Extracted data entries
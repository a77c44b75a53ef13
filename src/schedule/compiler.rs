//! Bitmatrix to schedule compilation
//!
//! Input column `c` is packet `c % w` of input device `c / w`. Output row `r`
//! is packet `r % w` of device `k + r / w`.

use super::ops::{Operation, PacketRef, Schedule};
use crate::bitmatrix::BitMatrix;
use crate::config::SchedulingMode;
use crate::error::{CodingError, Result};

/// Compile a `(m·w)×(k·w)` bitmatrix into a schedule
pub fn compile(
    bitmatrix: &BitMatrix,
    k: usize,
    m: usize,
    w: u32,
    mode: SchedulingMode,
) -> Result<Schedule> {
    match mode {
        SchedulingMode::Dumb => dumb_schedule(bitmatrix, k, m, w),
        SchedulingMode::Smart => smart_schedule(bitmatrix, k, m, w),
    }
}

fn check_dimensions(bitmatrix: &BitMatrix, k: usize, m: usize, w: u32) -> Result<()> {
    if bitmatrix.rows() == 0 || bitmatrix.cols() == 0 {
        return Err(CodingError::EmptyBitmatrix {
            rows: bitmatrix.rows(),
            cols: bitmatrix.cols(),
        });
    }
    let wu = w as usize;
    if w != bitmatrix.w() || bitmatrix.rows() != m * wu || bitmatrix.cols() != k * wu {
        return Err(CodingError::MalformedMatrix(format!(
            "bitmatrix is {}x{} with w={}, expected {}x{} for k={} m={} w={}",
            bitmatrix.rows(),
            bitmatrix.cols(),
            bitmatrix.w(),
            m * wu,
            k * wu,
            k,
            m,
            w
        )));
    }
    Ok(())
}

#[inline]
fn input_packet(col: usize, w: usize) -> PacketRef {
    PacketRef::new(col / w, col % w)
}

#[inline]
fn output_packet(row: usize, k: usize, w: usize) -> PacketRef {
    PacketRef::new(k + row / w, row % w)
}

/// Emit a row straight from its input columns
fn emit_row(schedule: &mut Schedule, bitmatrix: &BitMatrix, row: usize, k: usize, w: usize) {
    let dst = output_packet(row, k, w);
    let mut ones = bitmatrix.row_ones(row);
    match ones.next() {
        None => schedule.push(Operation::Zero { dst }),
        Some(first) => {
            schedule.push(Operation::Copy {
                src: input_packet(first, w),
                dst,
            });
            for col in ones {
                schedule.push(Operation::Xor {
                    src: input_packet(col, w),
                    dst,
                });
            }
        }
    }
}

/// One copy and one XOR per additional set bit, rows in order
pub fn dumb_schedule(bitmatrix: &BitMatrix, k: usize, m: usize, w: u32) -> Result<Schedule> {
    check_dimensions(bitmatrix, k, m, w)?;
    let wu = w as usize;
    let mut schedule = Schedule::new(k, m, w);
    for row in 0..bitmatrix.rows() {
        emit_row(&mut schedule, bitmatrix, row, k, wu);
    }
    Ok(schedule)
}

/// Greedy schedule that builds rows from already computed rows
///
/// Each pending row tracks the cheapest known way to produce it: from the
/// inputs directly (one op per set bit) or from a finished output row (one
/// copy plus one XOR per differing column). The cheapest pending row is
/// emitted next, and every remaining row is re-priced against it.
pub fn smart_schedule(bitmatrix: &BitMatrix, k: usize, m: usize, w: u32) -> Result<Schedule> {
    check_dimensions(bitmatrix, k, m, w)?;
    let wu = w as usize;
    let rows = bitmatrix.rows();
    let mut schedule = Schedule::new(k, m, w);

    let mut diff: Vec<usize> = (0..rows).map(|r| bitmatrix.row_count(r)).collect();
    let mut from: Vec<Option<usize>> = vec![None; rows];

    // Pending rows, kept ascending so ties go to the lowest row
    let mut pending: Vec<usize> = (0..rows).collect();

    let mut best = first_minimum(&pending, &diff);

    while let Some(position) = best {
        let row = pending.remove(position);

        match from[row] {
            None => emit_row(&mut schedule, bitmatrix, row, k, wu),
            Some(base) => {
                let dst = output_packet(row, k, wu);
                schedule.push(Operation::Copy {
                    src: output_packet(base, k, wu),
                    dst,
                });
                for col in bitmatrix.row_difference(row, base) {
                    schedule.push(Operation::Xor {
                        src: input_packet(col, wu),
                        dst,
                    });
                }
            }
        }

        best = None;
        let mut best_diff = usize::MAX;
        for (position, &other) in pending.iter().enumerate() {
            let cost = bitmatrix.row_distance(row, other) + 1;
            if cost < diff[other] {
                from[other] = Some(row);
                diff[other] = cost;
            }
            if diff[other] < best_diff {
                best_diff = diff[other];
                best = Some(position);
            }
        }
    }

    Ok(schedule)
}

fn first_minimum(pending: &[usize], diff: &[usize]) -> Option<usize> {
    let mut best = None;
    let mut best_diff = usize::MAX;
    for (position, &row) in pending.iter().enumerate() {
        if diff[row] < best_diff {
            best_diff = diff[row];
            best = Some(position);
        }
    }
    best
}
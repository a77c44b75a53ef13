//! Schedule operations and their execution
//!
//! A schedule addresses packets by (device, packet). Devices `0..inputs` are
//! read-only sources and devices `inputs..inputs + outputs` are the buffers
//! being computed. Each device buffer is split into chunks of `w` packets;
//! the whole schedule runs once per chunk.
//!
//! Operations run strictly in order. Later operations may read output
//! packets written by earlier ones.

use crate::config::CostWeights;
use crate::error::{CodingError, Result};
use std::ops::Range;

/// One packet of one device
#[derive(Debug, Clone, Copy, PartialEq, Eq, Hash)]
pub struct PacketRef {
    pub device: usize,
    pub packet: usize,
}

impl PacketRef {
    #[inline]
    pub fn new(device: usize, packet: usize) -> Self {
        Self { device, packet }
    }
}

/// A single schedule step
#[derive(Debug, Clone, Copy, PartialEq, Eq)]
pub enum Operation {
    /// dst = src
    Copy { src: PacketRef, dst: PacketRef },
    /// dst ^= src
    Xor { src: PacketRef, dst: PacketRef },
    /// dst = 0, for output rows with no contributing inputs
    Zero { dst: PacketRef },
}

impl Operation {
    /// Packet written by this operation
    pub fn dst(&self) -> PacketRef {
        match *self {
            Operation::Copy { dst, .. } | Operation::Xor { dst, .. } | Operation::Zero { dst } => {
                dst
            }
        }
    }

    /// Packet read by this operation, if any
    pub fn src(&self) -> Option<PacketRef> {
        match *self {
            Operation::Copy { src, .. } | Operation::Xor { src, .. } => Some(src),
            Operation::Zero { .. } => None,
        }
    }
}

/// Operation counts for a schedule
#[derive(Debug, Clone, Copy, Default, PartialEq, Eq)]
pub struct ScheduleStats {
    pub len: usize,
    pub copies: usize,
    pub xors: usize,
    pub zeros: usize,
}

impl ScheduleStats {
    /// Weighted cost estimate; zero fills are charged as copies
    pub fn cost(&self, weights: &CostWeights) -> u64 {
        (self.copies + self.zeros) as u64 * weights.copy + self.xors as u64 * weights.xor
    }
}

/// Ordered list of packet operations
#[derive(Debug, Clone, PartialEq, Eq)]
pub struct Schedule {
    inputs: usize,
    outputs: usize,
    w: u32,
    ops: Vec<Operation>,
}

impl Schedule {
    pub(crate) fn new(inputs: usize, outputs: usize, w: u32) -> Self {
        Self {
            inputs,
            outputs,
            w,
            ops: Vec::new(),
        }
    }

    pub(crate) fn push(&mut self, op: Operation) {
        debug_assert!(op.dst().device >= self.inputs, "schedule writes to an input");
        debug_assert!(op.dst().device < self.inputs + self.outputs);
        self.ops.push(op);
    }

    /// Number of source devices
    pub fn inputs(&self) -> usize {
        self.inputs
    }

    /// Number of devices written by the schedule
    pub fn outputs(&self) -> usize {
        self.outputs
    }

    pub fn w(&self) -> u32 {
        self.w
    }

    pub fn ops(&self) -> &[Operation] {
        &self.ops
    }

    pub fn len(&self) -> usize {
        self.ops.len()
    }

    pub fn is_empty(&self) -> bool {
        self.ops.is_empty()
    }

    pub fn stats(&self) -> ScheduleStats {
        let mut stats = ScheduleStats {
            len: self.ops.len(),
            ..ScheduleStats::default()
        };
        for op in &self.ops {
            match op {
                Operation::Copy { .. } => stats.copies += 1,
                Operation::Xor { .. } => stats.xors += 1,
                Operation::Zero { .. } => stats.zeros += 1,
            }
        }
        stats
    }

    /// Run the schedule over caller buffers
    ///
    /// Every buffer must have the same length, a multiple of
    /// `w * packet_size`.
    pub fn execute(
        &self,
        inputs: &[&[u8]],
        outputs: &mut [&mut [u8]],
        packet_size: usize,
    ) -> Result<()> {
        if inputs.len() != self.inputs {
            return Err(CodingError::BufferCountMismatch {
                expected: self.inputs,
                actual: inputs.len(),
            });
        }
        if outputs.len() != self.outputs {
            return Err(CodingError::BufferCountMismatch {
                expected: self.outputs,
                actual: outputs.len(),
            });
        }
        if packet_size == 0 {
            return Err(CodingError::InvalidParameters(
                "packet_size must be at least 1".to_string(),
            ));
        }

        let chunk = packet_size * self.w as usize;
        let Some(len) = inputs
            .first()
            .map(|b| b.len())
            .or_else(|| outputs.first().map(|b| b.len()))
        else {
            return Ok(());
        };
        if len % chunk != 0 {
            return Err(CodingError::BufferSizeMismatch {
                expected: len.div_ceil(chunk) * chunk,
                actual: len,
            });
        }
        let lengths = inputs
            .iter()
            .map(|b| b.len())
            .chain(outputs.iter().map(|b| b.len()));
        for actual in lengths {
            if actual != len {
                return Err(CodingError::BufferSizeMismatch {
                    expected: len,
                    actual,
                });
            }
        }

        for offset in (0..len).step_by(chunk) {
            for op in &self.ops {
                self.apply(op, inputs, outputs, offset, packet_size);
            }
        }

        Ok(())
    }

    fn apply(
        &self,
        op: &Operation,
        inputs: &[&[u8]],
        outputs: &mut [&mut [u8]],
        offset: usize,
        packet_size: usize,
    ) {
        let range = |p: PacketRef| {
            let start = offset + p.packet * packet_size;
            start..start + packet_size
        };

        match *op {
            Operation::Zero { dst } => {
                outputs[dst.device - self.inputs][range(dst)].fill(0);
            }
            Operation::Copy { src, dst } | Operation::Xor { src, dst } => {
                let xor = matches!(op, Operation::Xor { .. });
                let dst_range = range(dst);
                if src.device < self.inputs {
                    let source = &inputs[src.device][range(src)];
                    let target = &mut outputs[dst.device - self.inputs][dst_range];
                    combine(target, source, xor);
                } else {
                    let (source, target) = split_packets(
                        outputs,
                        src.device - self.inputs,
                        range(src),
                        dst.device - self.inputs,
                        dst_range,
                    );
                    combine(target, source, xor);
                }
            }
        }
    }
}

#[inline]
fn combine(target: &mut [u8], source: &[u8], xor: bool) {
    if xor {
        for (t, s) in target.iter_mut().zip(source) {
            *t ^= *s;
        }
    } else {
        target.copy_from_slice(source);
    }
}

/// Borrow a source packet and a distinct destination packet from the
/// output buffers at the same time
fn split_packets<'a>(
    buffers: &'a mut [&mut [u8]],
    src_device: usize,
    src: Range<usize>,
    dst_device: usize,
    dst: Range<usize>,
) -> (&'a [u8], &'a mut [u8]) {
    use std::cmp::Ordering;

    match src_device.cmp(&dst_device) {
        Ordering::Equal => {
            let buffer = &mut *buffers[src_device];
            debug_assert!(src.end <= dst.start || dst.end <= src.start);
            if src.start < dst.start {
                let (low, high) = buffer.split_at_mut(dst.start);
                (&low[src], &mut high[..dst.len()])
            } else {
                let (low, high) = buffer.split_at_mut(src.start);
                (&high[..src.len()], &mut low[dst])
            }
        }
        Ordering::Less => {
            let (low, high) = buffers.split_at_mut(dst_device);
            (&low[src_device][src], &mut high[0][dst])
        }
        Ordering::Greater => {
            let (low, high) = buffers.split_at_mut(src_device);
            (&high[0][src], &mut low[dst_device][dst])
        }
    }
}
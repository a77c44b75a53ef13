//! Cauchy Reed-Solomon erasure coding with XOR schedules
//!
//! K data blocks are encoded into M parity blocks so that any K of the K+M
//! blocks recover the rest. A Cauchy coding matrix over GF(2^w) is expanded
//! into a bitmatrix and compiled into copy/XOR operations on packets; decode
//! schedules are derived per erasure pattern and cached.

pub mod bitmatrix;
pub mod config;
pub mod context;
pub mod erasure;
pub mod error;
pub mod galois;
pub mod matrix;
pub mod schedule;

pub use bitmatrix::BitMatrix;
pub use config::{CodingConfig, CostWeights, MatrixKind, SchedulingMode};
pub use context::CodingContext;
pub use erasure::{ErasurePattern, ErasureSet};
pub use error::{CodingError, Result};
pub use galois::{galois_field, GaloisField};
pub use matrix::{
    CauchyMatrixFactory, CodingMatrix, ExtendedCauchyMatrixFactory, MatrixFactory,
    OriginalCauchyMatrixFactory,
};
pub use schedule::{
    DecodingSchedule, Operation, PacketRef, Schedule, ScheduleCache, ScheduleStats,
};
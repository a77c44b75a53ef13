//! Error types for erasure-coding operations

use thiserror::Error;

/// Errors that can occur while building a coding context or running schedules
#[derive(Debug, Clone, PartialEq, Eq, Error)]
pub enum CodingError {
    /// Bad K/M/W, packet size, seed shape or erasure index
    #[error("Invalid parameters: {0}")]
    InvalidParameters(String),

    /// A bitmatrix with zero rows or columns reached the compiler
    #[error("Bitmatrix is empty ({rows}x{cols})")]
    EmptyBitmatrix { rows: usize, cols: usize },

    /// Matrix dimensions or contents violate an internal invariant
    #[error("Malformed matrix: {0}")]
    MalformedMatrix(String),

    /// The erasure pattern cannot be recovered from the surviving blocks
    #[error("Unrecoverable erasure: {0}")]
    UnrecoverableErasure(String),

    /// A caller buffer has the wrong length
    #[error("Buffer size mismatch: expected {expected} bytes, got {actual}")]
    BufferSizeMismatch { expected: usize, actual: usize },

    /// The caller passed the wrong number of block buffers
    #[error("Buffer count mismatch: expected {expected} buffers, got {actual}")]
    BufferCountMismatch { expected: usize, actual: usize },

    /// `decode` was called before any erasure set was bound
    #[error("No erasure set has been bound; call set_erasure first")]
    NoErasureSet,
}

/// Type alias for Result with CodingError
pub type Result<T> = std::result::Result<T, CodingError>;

Task directions
Scan the entries above for the string "actual", and copy every line where it turns up.

Task answer
                actual: inputs.len(),
                actual: outputs.len(),
                actual: len,
        for actual in lengths {
            if actual != len {
                    actual,
    #[error("Buffer size mismatch: expected {expected} bytes, got {actual}")]
    BufferSizeMismatch { expected: usize, actual: usize },
    #[error("Buffer count mismatch: expected {expected} buffers, got {actual}")]
    BufferCountMismatch { expected: usize, actual: usize },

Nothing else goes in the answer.